2. Hanno presentato ricorso per cassazione avverso la sentenza della Corte di appello indicata in epigrafe Gioacchino Alfano e Vincenzo Palumbo, con unico atto a firma dell’avvocato Igor Runfola, articolando due motivi, sviluppati congiuntamente, con i quali si denuncia violazione di legge, in riferimento agli artt. 63, 350 e 513 cod. proc. pen., a norma dell’art. 606, comma 1, lett. c), cod. proc. pen., avendo riguardo alla ritenuta utilizzabilità delle dichiarazioni rese dagli odierni ricorrenti all’atto del sopralluogo dei Carabinieri il giorno 8 gennaio 2015, nonché violazione di legge, in riferimento agli artt. 110 cod. pen., 44, 64, 65, 71, 72, 93, 94 e 95 d.P.R. n. 380 del 2001, a norma dell’art. 606, comma 1, lett. v), cod. proc. pen., avendo riguardo alla affermazione di responsabilità degli imputati.
Si deduce, innanzitutto, che sono inutilizzabili le dichiarazioni rese dagli odierni ricorrenti all’atto del sopralluogo dei Carabinieri il giorno 8 gennaio 2015, in quanto fornite in assenza di difensore e nonostante la presenza di indizi di reità, a nulla rilevando il consenso prestato alla loro utilizzazione in primo grado. Si precisa che queste dichiarazioni rese il giorno 8 gennaio 2015 sono rilevanti ai fini della decisione, perché, come espressamente segnalato dai giudici di merito, i due ricorrenti sono stati identificati come committenti e realizzatori delle opere illegali proprio in forza di esse. A sostegno della tesi della inutilizzabilità, si citano: Sez. 2, n. 4158 del 25/10/2019, dep. 2020; Sez. 6, n. 6425 del 11/04/1994, Curatola, Rv. 198521-01; Sez. 5, n. 43542 del 23/09/2004, Morrillo.

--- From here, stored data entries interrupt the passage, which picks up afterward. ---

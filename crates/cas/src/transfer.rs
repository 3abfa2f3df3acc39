//! Blob upload/download through the memory governor

use crate::digest::{Digest, compute_digest_of_reader};
use crate::error::{Direction, Error, Result};
use crate::fsutil;
use crate::governor::MemoryGovernor;
use crate::store::{BlobReader, BlobWriter, DynBlobStore};
use std::future::Future;
use std::io::SeekFrom;
use std::path::Path;
use std::pin::Pin;
use std::task::{Context, Poll};
use tokio::fs;
use tokio::io::{AsyncSeekExt, AsyncWrite, AsyncWriteExt};
use tokio_util::sync::CancellationToken;
use tracing::{debug, instrument};

/// Moves raw blobs between callers and the blob store
///
/// Uploads hold governor budget sized to the blob for the whole transfer.
/// Every store call races the cancellation token.
pub struct BlobTransfer {
    store: DynBlobStore,
    governor: MemoryGovernor,
    cancel: CancellationToken,
}

impl BlobTransfer {
    /// Create a transfer layer over `store` with an upload ceiling in KiB
    #[must_use]
    pub fn new(store: DynBlobStore, max_upload_memory_kb: u32, cancel: CancellationToken) -> Self {
        Self {
            store,
            governor: MemoryGovernor::new(max_upload_memory_kb),
            cancel,
        }
    }

    /// The upload memory governor
    #[must_use]
    pub fn governor(&self) -> &MemoryGovernor {
        &self.governor
    }

    /// Token that interrupts blocking waits
    #[must_use]
    pub fn cancellation_token(&self) -> &CancellationToken {
        &self.cancel
    }

    pub(crate) fn check_cancelled(&self, operation: &str) -> Result<()> {
        if self.cancel.is_cancelled() {
            return Err(Error::cancelled(operation));
        }
        Ok(())
    }

    async fn interruptible<T>(
        &self,
        operation: &str,
        fut: impl Future<Output = Result<T>>,
    ) -> Result<T> {
        tokio::select! {
            biased;
            () = self.cancel.cancelled() => Err(Error::cancelled(format!("blob store {operation}"))),
            result = fut => result,
        }
    }

    /// Hash and upload an in-memory blob
    #[instrument(skip(self, blob), fields(size = blob.len()))]
    pub async fn upload_blob(&self, blob: &[u8]) -> Result<Digest> {
        let digest = Digest::from_bytes(blob);
        let mut reader = blob;
        self.upload_blob_stream(&digest, &mut reader).await
    }

    /// Upload pre-hashed content without re-hashing it
    ///
    /// The caller vouches that `data` matches `digest`.
    #[instrument(skip(self, digest, data), fields(digest = %digest))]
    pub async fn upload_blob_stream(&self, digest: &Digest, data: BlobReader<'_>) -> Result<Digest> {
        let _permit = self.governor.acquire(digest.size(), &self.cancel).await?;
        if digest.is_empty() {
            return Ok(digest.clone());
        }
        self.interruptible("put", self.store.put(&digest.hash, data))
            .await?;
        debug!("Uploaded blob");
        Ok(digest.clone())
    }

    /// Upload a file, hashing it in a streaming pass first
    #[instrument(skip(self, path), fields(path = %path.display()))]
    pub async fn upload_file(&self, path: &Path) -> Result<Digest> {
        let mut file = fs::File::open(path)
            .await
            .map_err(|e| Error::io(e, path, "open"))?;
        let len = file
            .metadata()
            .await
            .map_err(|e| Error::io(e, path, "stat"))?
            .len();
        self.governor.check(len, Direction::Upload)?;

        let digest = compute_digest_of_reader(&mut file)
            .await
            .map_err(|e| Error::io(e, path, "read"))?;
        file.seek(SeekFrom::Start(0))
            .await
            .map_err(|e| Error::io(e, path, "seek"))?;
        self.upload_blob_stream(&digest, &mut file).await
    }

    /// Store bytes under a key that is not their content hash
    pub(crate) async fn put_key(&self, key: &str, bytes: &[u8]) -> Result<()> {
        let _permit = self.governor.acquire(bytes.len() as u64, &self.cancel).await?;
        let mut reader = bytes;
        self.interruptible("put", self.store.put(key, &mut reader))
            .await
    }

    /// Fetch whatever is stored under a raw key
    pub(crate) async fn fetch_key(&self, key: &str) -> Result<Option<Vec<u8>>> {
        let mut buf = Vec::new();
        let found = self
            .interruptible("get", self.store.get(key, &mut buf))
            .await?;
        Ok(found.then_some(buf))
    }

    /// Download a blob into memory
    #[instrument(skip(self, digest), fields(digest = %digest))]
    pub async fn download_blob(&self, digest: &Digest) -> Result<Vec<u8>> {
        if digest.is_empty() {
            return Ok(Vec::new());
        }
        self.governor.check(digest.size(), Direction::Download)?;
        let mut buf = Vec::with_capacity(usize::try_from(digest.size()).unwrap_or(0));
        self.download_blob_to(digest, &mut buf).await?;
        Ok(buf)
    }

    /// Stream a blob into `out` without buffering it whole
    pub async fn download_blob_to(&self, digest: &Digest, out: BlobWriter<'_>) -> Result<()> {
        if digest.is_empty() {
            return Ok(());
        }
        let mut counting = CountingWriter {
            inner: out,
            written: 0,
        };
        let found = self
            .interruptible("get", self.store.get(&digest.hash, &mut counting))
            .await?;
        if !found {
            return Err(Error::not_found(digest));
        }
        if counting.written != digest.size() {
            return Err(Error::SizeMismatch {
                digest: digest.to_string(),
                actual: counting.written,
            });
        }
        Ok(())
    }

    /// Whether the blob is present; the empty blob always is
    pub async fn contains_key(&self, digest: &Digest) -> Result<bool> {
        if digest.is_empty() {
            return Ok(true);
        }
        self.interruptible("contains_key", self.store.contains_key(&digest.hash))
            .await
    }

    /// Download a blob to `dest`, creating parents and setting the executable bit
    pub async fn download_file(&self, digest: &Digest, dest: &Path, executable: bool) -> Result<()> {
        fsutil::create_parent_dirs(dest).await?;
        let mut file = fs::File::create(dest)
            .await
            .map_err(|e| Error::io(e, dest, "create"))?;
        self.download_blob_to(digest, &mut file).await?;
        file.flush()
            .await
            .map_err(|e| Error::io(e, dest, "flush"))?;
        drop(file);
        fsutil::set_executable(dest, executable).await
    }

    /// Write in-memory contents to `dest`, creating parents and setting the executable bit
    pub async fn write_file(&self, contents: &[u8], dest: &Path, executable: bool) -> Result<()> {
        fsutil::create_parent_dirs(dest).await?;
        let mut file = fs::File::create(dest)
            .await
            .map_err(|e| Error::io(e, dest, "create"))?;
        file.write_all(contents)
            .await
            .map_err(|e| Error::io(e, dest, "write"))?;
        file.flush()
            .await
            .map_err(|e| Error::io(e, dest, "flush"))?;
        drop(file);
        fsutil::set_executable(dest, executable).await
    }

    /// Close the store and fail pending budget waits
    pub async fn close(&self) -> Result<()> {
        self.governor.close();
        self.store.close().await
    }
}

/// Counts bytes passing through to the wrapped writer
struct CountingWriter<'a> {
    inner: BlobWriter<'a>,
    written: u64,
}

impl AsyncWrite for CountingWriter<'_> {
    fn poll_write(
        self: Pin<&mut Self>,
        cx: &mut Context<'_>,
        buf: &[u8],
    ) -> Poll<std::io::Result<usize>> {
        let this = self.get_mut();
        let poll = Pin::new(&mut *this.inner).poll_write(cx, buf);
        if let Poll::Ready(Ok(n)) = &poll {
            this.written += *n as u64;
        }
        poll
    }

    fn poll_flush(self: Pin<&mut Self>, cx: &mut Context<'_>) -> Poll<std::io::Result<()>> {
        Pin::new(&mut *self.get_mut().inner).poll_flush(cx)
    }

    fn poll_shutdown(self: Pin<&mut Self>, cx: &mut Context<'_>) -> Poll<std::io::Result<()>> {
        Pin::new(&mut *self.get_mut().inner).poll_shutdown(cx)
    }
}

#[cfg(test)]
mod tests {
    use super::*;
    use crate::store::{InMemoryBlobStore, StoreStats};
    use std::sync::Arc;

    fn transfer(store: &Arc<InMemoryBlobStore>, kb: u32) -> BlobTransfer {
        BlobTransfer::new(store.clone(), kb, CancellationToken::new())
    }

    #[tokio::test]
    async fn test_upload_download_roundtrip() {
        let store = Arc::new(InMemoryBlobStore::new());
        let blobs = transfer(&store, 1024);

        let digest = blobs.upload_blob(b"hello world").await.unwrap();
        assert_eq!(digest, Digest::from_bytes(b"hello world"));
        assert_eq!(blobs.download_blob(&digest).await.unwrap(), b"hello world");
        assert_eq!(blobs.governor().in_flight_kb(), 0);
    }

    #[tokio::test]
    async fn test_empty_digest_never_touches_store() {
        let store = Arc::new(InMemoryBlobStore::new());
        let blobs = transfer(&store, 1024);

        assert!(blobs.download_blob(&Digest::empty()).await.unwrap().is_empty());
        assert!(blobs.contains_key(&Digest::empty()).await.unwrap());
        blobs.upload_blob(b"").await.unwrap();

        assert_eq!(store.stats(), StoreStats::default());
    }

    #[tokio::test]
    async fn test_missing_blob_is_not_found() {
        let store = Arc::new(InMemoryBlobStore::new());
        let blobs = transfer(&store, 1024);
        let err = blobs
            .download_blob(&Digest::from_bytes(b"never uploaded"))
            .await
            .unwrap_err();
        assert!(err.is_not_found());
    }

    #[tokio::test]
    async fn test_size_mismatch_detected() {
        let store = Arc::new(InMemoryBlobStore::new());
        let blobs = transfer(&store, 1024);
        let digest = Digest::from_bytes(b"expected");
        store.insert_raw(digest.hash.clone(), b"short".to_vec()).await;

        let err = blobs.download_blob(&digest).await.unwrap_err();
        assert!(matches!(err, Error::SizeMismatch { actual: 5, .. }));
    }

    #[tokio::test]
    async fn test_oversized_blob_rejected_both_ways() {
        let store = Arc::new(InMemoryBlobStore::new());
        let blobs = transfer(&store, 1);
        let big = vec![1u8; 1025];

        let err = blobs.upload_blob(&big).await.unwrap_err();
        assert!(matches!(
            err,
            Error::SizeLimitExceeded {
                direction: Direction::Upload,
                ..
            }
        ));

        let err = blobs
            .download_blob(&Digest::from_bytes(&big))
            .await
            .unwrap_err();
        assert!(matches!(
            err,
            Error::SizeLimitExceeded {
                direction: Direction::Download,
                ..
            }
        ));
        assert_eq!(store.stats(), StoreStats::default());
    }

    #[tokio::test]
    async fn test_idempotent_upload() {
        let store = Arc::new(InMemoryBlobStore::new());
        let blobs = transfer(&store, 1024);

        let d1 = blobs.upload_blob(b"same").await.unwrap();
        let d2 = blobs.upload_blob(b"same").await.unwrap();
        assert_eq!(d1, d2);
        assert_eq!(store.len().await, 1);
        assert_eq!(blobs.download_blob(&d1).await.unwrap(), b"same");
    }

    #[tokio::test]
    async fn test_upload_file_streams_content() {
        let tmp = tempfile::TempDir::new().unwrap();
        let path = tmp.path().join("data.bin");
        let content = vec![9u8; 300_000];
        std::fs::write(&path, &content).unwrap();

        let store = Arc::new(InMemoryBlobStore::new());
        let blobs = transfer(&store, 1024);
        let digest = blobs.upload_file(&path).await.unwrap();

        assert_eq!(digest, Digest::from_bytes(&content));
        assert_eq!(blobs.download_blob(&digest).await.unwrap(), content);
    }

    #[tokio::test]
    async fn test_cancelled_store_access() {
        let store = Arc::new(InMemoryBlobStore::new());
        let blobs = transfer(&store, 1024);
        blobs.cancellation_token().cancel();

        let err = blobs.upload_blob(b"data").await.unwrap_err();
        assert!(err.is_cancelled());
        assert_eq!(blobs.governor().in_flight_kb(), 0);
    }
}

Si deduce, poi, che non vi è alcun elemento di conferma delle dichiarazioni dei due odierni ricorrenti, e che, anzi, la formale intestataria dell’immobile, Giovanna De Simone, ha anche sottoscritto la richiesta di conformità urbanistica ex art. 36 d.P.R. n. 380 del 2001. Si evidenzia, inoltre, che le dichiarazioni rese dai due ricorrenti, anche a volerle ritenere utilizzabili, sono, in quanto dichiarazioni spontanee, prive di efficacia probatoria a dibattimento e non acquisibili al fascicolo di cui all’art. 431 cod. proc. pen. quando l’imputato si avvale del diritto al silenzio (si cita Sez. 2, n. 26246 del 03/04/2017, Di Stefano, Rv. 271148-01).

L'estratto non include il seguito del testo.